Sometimes the schema validation for resources is not enough and you need to do some extra validations on the resources for eg. mutually exclusive fields. Such a validation cannot be expressed in a schema definition and therefore it is now possible to add custom RequestValidation implementations adding error messages to it that will then be returned in a standardized way within the SCIM ErrorResponse. Please note that the extensions I added here to the SCIM ErrorResponse are not part of the SCIM specification but it also does not break the specification.

You can add a RequestValidator implementation to your ResourceHandler implementation by overriding the method getRequestValidator

/**
   * @return allows to define a custom request validator that is executed after schema validation and before the
   *         call to the actual {@link ResourceHandler} implementation.
   */
  public RequestValidator<T> getRequestValidator()
  {
    return userRequestValidator
  }

this request validator will be used in POST, PUTand PATCH requests and allows you to do extra validations directly after the resource has been validated against its schema.

If errors occurred during schema validation you will get them passed through into your implementation of RequestValidator with the ValidationContext object. This object collects all violations found during schema validation and will add them to the ValidationContext object. Any error found will be added into the SCIM error response. If no error is directly specified a randomized message from the ValidationContextwill be put into the detail-attribute of the ErrorResponse. An error that occurred during schema validation and is mappable onto a specific resource field will be added into the response body under the fields name. Nested field-names will be separated by a dot . e.g. name.givenName, see example below:

 {
  "detail" : "Request document is invalid it does not contain processable data",
  "schemas" : [ "urn:ietf:params:scim:api:messages:2.0:Error" ],
  "status" : 400,
  "errors" : {
    "errorMessages" : [ "Request document is invalid it does not contain processable data" ],
    "fieldErrors" : {
      "displayName" : [ "The 'STRING'-attribute 'urn:ietf:params:scim:schemas:core:2.0:User:displayName' with value 'abc' must have a minimum length of '5' characters but is '3' characters long" ],
      "userName" : [ "Required 'READ_WRITE' attribute 'urn:ietf:params:scim:schemas:core:2.0:User:userName' is missing" ]
    }
  }
}

Within your custom implementation you can extend the ValidationContextup to your hearts will but be careful to add only error messages directly to field names that are defined within the schemas definition of the resource otherwise an InternalServerException might be thrown during runtime.

If you define an extension that uses attributes with names that collide with the main-schema of the defined resource-type you will have no direct way in determining to which schema the error message belongs.
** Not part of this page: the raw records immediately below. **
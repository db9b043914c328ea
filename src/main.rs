//! Kafka replication readiness probe.
//!
//! ```bash
//! # every topic must have exactly three replicas per partition
//! kafka-replication-probe -broker kafka-0:9092,kafka-1:9092 -replicaLevel 3
//!
//! # only check that the listed topics' partitions resolve
//! kafka-replication-probe -topics orders,payments -replicaLevel 0
//! ```

use std::process::ExitCode;

use anyhow::{Context, Result};
use kafka_replication_probe::config::ProbeConfig;
use kafka_replication_probe::logging::{self, log_verdict};
use kafka_replication_probe::{KafkaMetadataSource, Probe, Verdict};
use tracing::{debug, error, info, warn};

fn main() -> ExitCode {
    let config = ProbeConfig::load();
    let (level, recognised) = config.parsed_log_level();

    let subscriber = logging::subscriber(level, std::io::stdout);
    tracing::subscriber::with_default(subscriber, || {
        if !recognised {
            warn!(log_level = %config.log_level, fallback = %level, "unknown log level");
        }

        match run(&config) {
            Ok(verdict) => {
                log_verdict(&verdict);
                if verdict.is_healthy() {
                    ExitCode::SUCCESS
                } else {
                    ExitCode::FAILURE
                }
            }
            Err(err) => {
                error!(err = %format!("{err:#}"), "probe failed");
                ExitCode::FAILURE
            }
        }
    })
}

fn run(config: &ProbeConfig) -> Result<Verdict> {
    info!(
        version = env!("CARGO_PKG_VERSION"),
        brokers = %config.broker,
        "starting app"
    );

    let mut source = KafkaMetadataSource::connect(config.brokers(), config.request_timeout())
        .context("failed to start kafka client")?;

    let probe = Probe::new(config.replication_level());
    debug!(replica_level = %probe.level(), topics = %config.topics, "checking replication");
    Ok(probe.run(&config.requested_topics(), &mut source))
}
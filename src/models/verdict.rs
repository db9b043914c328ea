use std::fmt;

use super::{PartitionId, TopicName};
use crate::MetadataError;

/// Outcome of one probe run
#[derive(Debug)]
pub enum Verdict {
    /// Every partition of every topic passed
    Healthy,

    /// First partition whose replica count did not match
    Unhealthy(UnhealthyPartition),

    /// Metadata could not be resolved; the run stopped there
    Error(MetadataError),
}

impl Verdict {
    pub fn is_healthy(&self) -> bool {
        matches!(self, Verdict::Healthy)
    }

    pub fn unhealthy_partition(&self) -> Option<&UnhealthyPartition> {
        match self {
            Verdict::Unhealthy(partition) => Some(partition),
            _ => None,
        }
    }

    pub fn error(&self) -> Option<&MetadataError> {
        match self {
            Verdict::Error(err) => Some(err),
            _ => None,
        }
    }
}

impl From<MetadataError> for Verdict {
    fn from(err: MetadataError) -> Self {
        Verdict::Error(err)
    }
}

#[derive(Debug, Clone, PartialEq, Eq)]
pub struct UnhealthyPartition {
    pub topic: TopicName,
    pub partition: PartitionId,
    pub expected: u32,
    pub actual: usize,
}

impl fmt::Display for UnhealthyPartition {
    fn fmt(&self, f: &mut fmt::Formatter<'_>) -> fmt::Result {
        write!(
            f,
            "topic {}:{} is not fully replicated (expected {} replicas, found {})",
            self.topic, self.partition, self.expected, self.actual
        )
    }
}
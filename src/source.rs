use crate::models::{PartitionId, ReplicaSet, TopicName};

/// Read-only view of cluster metadata that the probe runs against.
///
/// Calls are blocking and issued one at a time. Implementations may keep
/// the last metadata response for a topic so that replica lookups answer
/// from the same snapshot the partition list came from.
pub trait BrokerMetadataSource {
    /// All topics known to the cluster
    fn list_topics(&mut self) -> Result<Vec<TopicName>, SourceError>;

    /// Partition ids of a topic, in the order the broker reports them
    fn list_partitions(&mut self, topic: &str) -> Result<Vec<PartitionId>, SourceError>;

    /// Current replica assignment of one partition
    fn list_replicas(&mut self, topic: &str, partition: PartitionId)
        -> Result<ReplicaSet, SourceError>;
}

#[derive(Debug, thiserror::Error)]
pub enum SourceError {
    #[error(transparent)]
    Client(#[from] rdkafka::error::KafkaError),

    #[error("unknown topic {0}")]
    UnknownTopic(TopicName),

    #[error("unknown partition {partition} for topic {topic}")]
    UnknownPartition {
        topic: TopicName,
        partition: PartitionId,
    },

    #[error("metadata for topic {topic} reports {reason}")]
    Topic { topic: TopicName, reason: String },
}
A better practice would be to make sure that you do not have any shared names within resources and extensions.

Modifying HTTP response status and HTTP headers

The ValidationContext allows you to set the http response status based on the type on error that you determined during validation e.g. 409 (CONFLICT) due to unique attribute collision.

It is also possible to add additional HTTP headers. In very rare cases an error might trigger a special usecase that demands a HTTP redirect to another service after an error. If this is the case you may do this by setting the response status and the headers with the ValidationContext

NOTE:

Do not throw exceptions within your custom RequestValidator implementation. Simply add new errors to the ValidationContext. This object is evaluated afterwards and will be parsed into an appropriate ErrorResponse if any errors have been found.